Another aim of our study was to examine if diabetes mellitus has an influence on the expression of TGF-β1 in patients with long bone fracture. The effect of diabetes mellitus on fracture healing has been evaluated in various experimental models. Diabetic rats with bone fracture showed a 29 % decrease in tensile strength and a 50 % decrease in stiffness of the callus after two weeks of healing, compared with the controls [39]. In the same study the tensile strength and stiffness of the callus recovered in those diabetic animals that were treated with insulin. Other animal studies showed reduced cellular proliferation, reduced osteoblast activity and reduced collagen synthesis and content in the diabetic compared with control animals [4042]. Clinical studies have demonstrated a significantly higher incidence of delayed union, non-union, and a doubling of the consolidation time of the fracture in diabetic compared with non-diabetic patients [4345]. Evidence exists that some of the influences of diabetes on fracture repair are related to the inhibition of growth factors, although the underlying mechanism is largely unknown. It has been postulated that in diabetes there is reduced cell proliferation in the early phase of fracture healing as a result of decreased expression of platelet-derived growth factor [46]. The levels of TGF-β1 and other growth factors (IGF-1, VEGF) have also been shown to be significantly reduced in diabetic animals [47]. We observed significantly lower TGF-β1 serum concentrations in patients with diabetes mellitus in the sixth post-traumatic week. These clinical results correlate with the results of the experimental data of the previous studies for the first time.

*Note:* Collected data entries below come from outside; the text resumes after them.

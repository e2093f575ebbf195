//! Nexus server client: remote filesystem, memory store and skills.
//!
//! Every call carries the caller's bearer credential from the
//! [`AuthContext`]; the client itself holds no per-user state.

use async_trait::async_trait;
use nexagent_core::auth::AuthContext;
use nexagent_core::error::ToolError;
use serde::{Deserialize, Serialize};
use std::time::Duration;
use tracing::debug;

/// One grep hit.
#[derive(Debug, Clone, PartialEq, Serialize, Deserialize)]
pub struct GrepMatch {
    pub file: String,
    pub line: u64,
    pub content: String,
}

/// One stored memory.
#[derive(Debug, Clone, PartialEq, Serialize, Deserialize)]
pub struct MemoryRecord {
    #[serde(default)]
    pub memory_id: String,
    pub content: String,
    #[serde(default, skip_serializing_if = "Option::is_none")]
    pub memory_type: Option<String>,
    #[serde(default, skip_serializing_if = "Option::is_none")]
    pub created_at: Option<String>,
}

/// A skill registered on the Nexus server.
#[derive(Debug, Clone, PartialEq, Serialize, Deserialize)]
pub struct Skill {
    pub name: String,
    #[serde(default)]
    pub description: String,
    #[serde(default, skip_serializing_if = "Option::is_none")]
    pub file_path: Option<String>,
}

#[derive(Debug, Clone, Default, Serialize)]
pub struct GrepRequest {
    pub pattern: String,
    pub path: String,
    #[serde(skip_serializing_if = "Option::is_none")]
    pub file_pattern: Option<String>,
    pub ignore_case: bool,
}

/// JSON-RPC access to a Nexus server.
///
/// Implementors provide [`call`](NexusClient::call); the typed operations
/// are expressed on top of it.
#[async_trait]
pub trait NexusClient: Send + Sync {
    /// Invoke `method` with `params` on behalf of the caller.
    async fn call(
        &self,
        auth: &AuthContext,
        method: &str,
        params: serde_json::Value,
    ) -> Result<serde_json::Value, ToolError>;

    /// The server URL exported into sandboxes.
    fn server_url(&self) -> &str;

    async fn read(&self, auth: &AuthContext, path: &str) -> Result<String, ToolError> {
        let value = self
            .call(auth, "read", serde_json::json!({ "path": path }))
            .await?;
        Ok(match value {
            serde_json::Value::String(s) => s,
            other => other["content"].as_str().unwrap_or_default().to_string(),
        })
    }

    async fn write(&self, auth: &AuthContext, path: &str, content: &str) -> Result<u64, ToolError> {
        let value = self
            .call(
                auth,
                "write",
                serde_json::json!({ "path": path, "content": content }),
            )
            .await?;
        Ok(value["bytes_written"]
            .as_u64()
            .unwrap_or(content.len() as u64))
    }

    async fn grep(&self, auth: &AuthContext, request: &GrepRequest) -> Result<Vec<GrepMatch>, ToolError> {
        let value = self
            .call(auth, "grep", serde_json::to_value(request).unwrap_or_default())
            .await?;
        decode_list(value, "matches", "grep")
    }

    async fn glob(&self, auth: &AuthContext, pattern: &str, path: &str) -> Result<Vec<String>, ToolError> {
        let value = self
            .call(
                auth,
                "glob",
                serde_json::json!({ "pattern": pattern, "path": path }),
            )
            .await?;
        decode_list(value, "files", "glob")
    }

    async fn query_memories(
        &self,
        auth: &AuthContext,
        query: Option<&str>,
        limit: u32,
    ) -> Result<Vec<MemoryRecord>, ToolError> {
        let value = self
            .call(
                auth,
                "query_memories",
                serde_json::json!({ "query": query, "limit": limit }),
            )
            .await?;
        decode_list(value, "memories", "query_memories")
    }

    async fn list_skills(&self, auth: &AuthContext) -> Result<Vec<Skill>, ToolError> {
        let value = self
            .call(auth, "list_skills", serde_json::json!({ "tier": "all" }))
            .await?;
        decode_list(value, "skills", "list_skills")
    }
}

/// Accept either a bare list or `{ <key>: [...] }`.
fn decode_list<T: serde::de::DeserializeOwned>(
    value: serde_json::Value,
    key: &str,
    operation: &str,
) -> Result<Vec<T>, ToolError> {
    let list = match value {
        serde_json::Value::Array(_) => value,
        serde_json::Value::Null => return Ok(Vec::new()),
        mut other => other[key].take(),
    };
    if list.is_null() {
        return Ok(Vec::new());
    }
    serde_json::from_value(list).map_err(|e| ToolError::Remote {
        operation: operation.into(),
        reason: format!("unexpected response shape: {e}"),
    })
}

/// HTTP JSON-RPC client for a Nexus server.
pub struct HttpNexusClient {
    base_url: String,
    client: reqwest::Client,
}

impl HttpNexusClient {
    pub fn new(base_url: impl Into<String>, timeout: Duration) -> Self {
        let client = reqwest::Client::builder()
            .timeout(timeout)
            .build()
            .unwrap_or_else(|_| reqwest::Client::new());
        Self {
            base_url: base_url.into().trim_end_matches('/').to_string(),
            client,
        }
    }

    pub fn from_config(config: &nexagent_config::NexusConfig) -> Self {
        Self::new(&config.url, Duration::from_secs(config.timeout_secs))
    }
}

#[derive(Debug, Deserialize)]
struct RpcResponse {
    #[serde(default)]
    result: Option<serde_json::Value>,
    #[serde(default)]
    error: Option<RpcError>,
}

#[derive(Debug, Deserialize)]
struct RpcError {
    #[serde(default)]
    code: i64,
    message: String,
}

#[async_trait]
impl NexusClient for HttpNexusClient {
    async fn call(
        &self,
        auth: &AuthContext,
        method: &str,
        params: serde_json::Value,
    ) -> Result<serde_json::Value, ToolError> {
        let url = format!("{}/api/nfs/{method}", self.base_url);
        let body = serde_json::json!({
            "jsonrpc": "2.0",
            "id": uuid::Uuid::new_v4().to_string(),
            "method": method,
            "params": params,
        });

        debug!(%method, caller = %auth.fingerprint(), "Nexus call");

        let mut request = self.client.post(&url).json(&body);
        if let Some(header) = auth.authorization_header() {
            request = request.header("Authorization", header);
        }

        let remote = |reason: String| ToolError::Remote {
            operation: method.to_string(),
            reason,
        };

        let response = request.send().await.map_err(|e| remote(e.to_string()))?;
        let status = response.status().as_u16();
        if status == 401 || status == 403 {
            return Err(ToolError::PermissionDenied {
                tool_name: method.to_string(),
                reason: "Nexus rejected the credential".into(),
            });
        }
        if !(200..300).contains(&status) {
            let text = response.text().await.unwrap_or_default();
            return Err(remote(format!("HTTP {status}: {text}")));
        }

        let rpc: RpcResponse = response
            .json()
            .await
            .map_err(|e| remote(format!("invalid response: {e}")))?;
        if let Some(err) = rpc.error {
            return Err(remote(format!("{} (code {})", err.message, err.code)));
        }
        Ok(rpc.result.unwrap_or(serde_json::Value::Null))
    }

    fn server_url(&self) -> &str {
        &self.base_url
    }
}
//! `search_dental_literature`: the evidence tool behind cited answers.
//!
//! Results come back as [`CitationDraft`]s. Numbering happens later, when
//! the reasoning loop admits the drafts to the conversation's ledger.

use crate::search::{SearchBackend, SearchHit, SearchQuery};
use async_trait::async_trait;
use chrono::Datelike;
use nexagent_core::auth::AuthContext;
use nexagent_core::citation::CitationDraft;
use nexagent_core::error::ToolError;
use nexagent_core::schema::{ArgKind, ArgumentSchema};
use nexagent_core::tool::{Tool, ToolResult};
use std::sync::Arc;

const QUERY_PREFIX: &str = "dental dentistry";
const MAX_RESULTS: u32 = 5;
const STRIPPED_SUFFIXES: [&str; 5] = [".com", ".org", ".gov", ".edu", ".net"];

pub struct DentalLiteratureTool {
    backend: Arc<dyn SearchBackend>,
    credential: String,
}

impl DentalLiteratureTool {
    pub fn new(backend: Arc<dyn SearchBackend>, credential: impl Into<String>) -> Self {
        Self {
            backend,
            credential: credential.into(),
        }
    }
}

/// `https://www.ada.org/x` → `Ada`.
pub fn publication_from_url(url: &str) -> String {
    let Some(host) = reqwest::Url::parse(url)
        .ok()
        .and_then(|u| u.host_str().map(str::to_string))
    else {
        return "Web Source".into();
    };
    let mut name = host.strip_prefix("www.").unwrap_or(&host).to_string();
    for suffix in STRIPPED_SUFFIXES {
        if let Some(stripped) = name.strip_suffix(suffix) {
            name = stripped.to_string();
            break;
        }
    }
    title_case(&name)
}

/// Upper-case the first letter of each alphabetic run.
fn title_case(s: &str) -> String {
    let mut out = String::with_capacity(s.len());
    let mut at_word_start = true;
    for c in s.chars() {
        if c.is_alphabetic() {
            if at_word_start {
                out.extend(c.to_uppercase());
            } else {
                out.extend(c.to_lowercase());
            }
            at_word_start = false;
        } else {
            out.push(c);
            at_word_start = true;
        }
    }
    out
}

/// Year of a published date in any of the formats search APIs return.
pub fn year_from_date(date: &str) -> Option<i32> {
    let date = date.trim();
    if let Ok(dt) = chrono::DateTime::parse_from_rfc3339(date) {
        return Some(dt.year());
    }
    if let Ok(dt) = chrono::DateTime::parse_from_rfc2822(date) {
        return Some(dt.year());
    }
    if let Ok(d) = chrono::NaiveDate::parse_from_str(date, "%Y-%m-%d") {
        return Some(d.year());
    }
    date.get(..4)
        .filter(|y| y.chars().all(|c| c.is_ascii_digit()))
        .and_then(|y| y.parse().ok())
}

fn draft_from_hit(hit: &SearchHit) -> CitationDraft {
    CitationDraft {
        title: if hit.title.trim().is_empty() {
            "Untitled".into()
        } else {
            hit.title.clone()
        },
        publication: publication_from_url(&hit.url),
        year: hit.published_date.as_deref().and_then(year_from_date),
        url: hit.url.clone(),
    }
}

#[async_trait]
impl Tool for DentalLiteratureTool {
    fn name(&self) -> &str {
        "search_dental_literature"
    }

    fn description(&self) -> &str {
        "Search dental literature and return citable sources. Use it before giving clinical \
         information such as treatment recommendations, dosages or guidelines, and cite the \
         returned markers in the answer."
    }

    fn argument_schema(&self) -> ArgumentSchema {
        ArgumentSchema::new().required(
            "query",
            ArgKind::String,
            "The dental topic or question to search for",
        )
    }

    fn required_credential(&self) -> Option<&str> {
        Some(&self.credential)
    }

    fn is_evidence(&self) -> bool {
        true
    }

    async fn execute(
        &self,
        arguments: serde_json::Value,
        _auth: &AuthContext,
    ) -> Result<ToolResult, ToolError> {
        let query = arguments["query"]
            .as_str()
            .filter(|q| !q.trim().is_empty())
            .ok_or_else(|| ToolError::InvalidArguments("'query' must not be empty".into()))?;

        let search = SearchQuery::new(format!("{QUERY_PREFIX} {}", query.trim()), MAX_RESULTS);
        let hits = self.backend.search(&search).await?;
        let drafts: Vec<CitationDraft> = hits.iter().map(draft_from_hit).collect();

        if drafts.is_empty() {
            return Ok(ToolResult::success(format!(
                "No literature found for '{query}'."
            )));
        }

        let output = drafts
            .iter()
            .map(|d| format!("- {} ({}) {}", d.title, d.publication, d.url))
            .collect::<Vec<_>>()
            .join("\n");
        Ok(ToolResult::success(output).with_citations(drafts))
    }
}
//! `nexagent config`: inspect and initialize configuration.

use anyhow::Context;
use nexagent_config::{AppConfig, PROVIDER_KEY_ENV};
use std::path::{Path, PathBuf};

pub fn default_path() -> PathBuf {
    AppConfig::config_dir().join("config.toml")
}

/// Warnings for a configuration that loads but will not run well.
pub fn warnings(config: &AppConfig) -> Vec<String> {
    let mut warnings = Vec::new();

    if !PROVIDER_KEY_ENV.iter().any(|(p, _)| config.has_api_key(p)) {
        warnings.push(
            "No provider API key set (ANTHROPIC_API_KEY, OPENAI_API_KEY, GOOGLE_API_KEY or OPENROUTER_API_KEY)"
                .to_string(),
        );
    }
    if let Some(provider) = &config.default_provider {
        if !config.has_api_key(provider) {
            warnings.push(format!("Default provider '{provider}' has no API key"));
        }
    }
    if config.gateway.host == "0.0.0.0" {
        warnings.push("Gateway binds to all interfaces".into());
    }
    warnings
}

/// Load and check the configuration, printing a summary.
pub fn validate(path: Option<&Path>) -> anyhow::Result<()> {
    println!("Validating configuration...");
    let config = super::load_config(path)?;
    println!("  Config parsed successfully");

    let warnings = warnings(&config);
    if warnings.is_empty() {
        println!("  All checks passed");
    } else {
        println!();
        for w in &warnings {
            println!("  warning: {w}");
        }
    }

    println!();
    println!(
        "  Provider:  {}",
        config.default_provider.as_deref().unwrap_or("(probe API keys)")
    );
    println!("  Tier:      {}", config.default_tier);
    println!("  Nexus:     {}", config.nexus.url);
    println!("  Gateway:   {}:{}", config.gateway.host, config.gateway.port);
    Ok(())
}

/// Print the effective configuration with secrets redacted.
pub fn show(config: &AppConfig) {
    println!("{config:#?}");
}

pub fn path(path: Option<&Path>) {
    let path = path.map(Path::to_path_buf).unwrap_or_else(default_path);
    println!("{}", path.display());
}

/// Write the default configuration. Refuses to overwrite unless `force`.
pub fn init(path: Option<&Path>, force: bool) -> anyhow::Result<PathBuf> {
    let path = path.map(Path::to_path_buf).unwrap_or_else(default_path);
    if path.exists() && !force {
        anyhow::bail!(
            "{} already exists (use --force to overwrite)",
            path.display()
        );
    }
    if let Some(parent) = path.parent() {
        std::fs::create_dir_all(parent)
            .with_context(|| format!("Failed to create {}", parent.display()))?;
    }
    std::fs::write(&path, AppConfig::default_toml())
        .with_context(|| format!("Failed to write {}", path.display()))?;
    println!("Wrote {}", path.display());
    Ok(path)
}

The last aspect that was evaluated in the present study was the possible effect of chronic alcohol abuse on the systemic levels of TGF-β1 during fracture healing. Alcohol abuse can diminish levels of vitamin D metabolites and decrease levels of serum osteocalcin causing a suppression of osteoblasts, and can even cause hypocalcemia and hypocalciuria. These alterations affect bone healing [48]. Insufficient nutrition is an important physiological aspect of patients reporting alcohol abuse [49, 50], altering hemostasis and slowing bone repair [51], which ultimately exerts varying effects on the results of fracture treatment. Alcoholics experience not only an increased incidence of fractures from falls, but also delays in healing compared with non-alcoholics. In fracture healing, the effect of alcohol is to suppress synthesis of an ossifiable matrix, possibly because of inhibition of cell proliferation and poor differentiation of mesenchymal cells in the repair tissue. Alcohol has been shown to have an anti proliferative and inhibitive effect on osteoblastic cells in vitro and in vivo [5255]. In our study significantly higher TGF-β1 serum concentrations were observed in alcoholics at the 24th week after trauma. In addition, overall TGF-β1 serum concentration was higher in patients with chronic alcohol consumption. Elevated TGF-β1 serum concentrations in alcoholic patients could be a response to the low number of the osteoblasts and body's response to stimulate osteoblastic activity that has been suppressed by alcoholic consumption.

In summary, the overall trends showed no statistically significant difference between the groups. However, at various time points, there were statistically significant differences in all of the control groups. The major limitation of this study is the low number of patients. Nevertheless, to our knowledge, this is the first study to investigate the effect of age, gender, diabetes mellitus and chronic alcohol abuse on the TGF-β1 expression after long bone fracture. Although the overall TGF-ß1 concentration is not significantly influenced by exogenous, endogenous, socio-demographical and patient specific factors, these factors still can significantly influence the TGF-ß1 expression at various time points. TGF-β1 serum concentrations vary dependent upon smoking status, age, gender, diabetes mellitus and chronic alcohol abuse at different time points. One cannot exclude the possibility that the expression of TGF-β1 in serum is influenced by various other factors than the factors investigated in this study.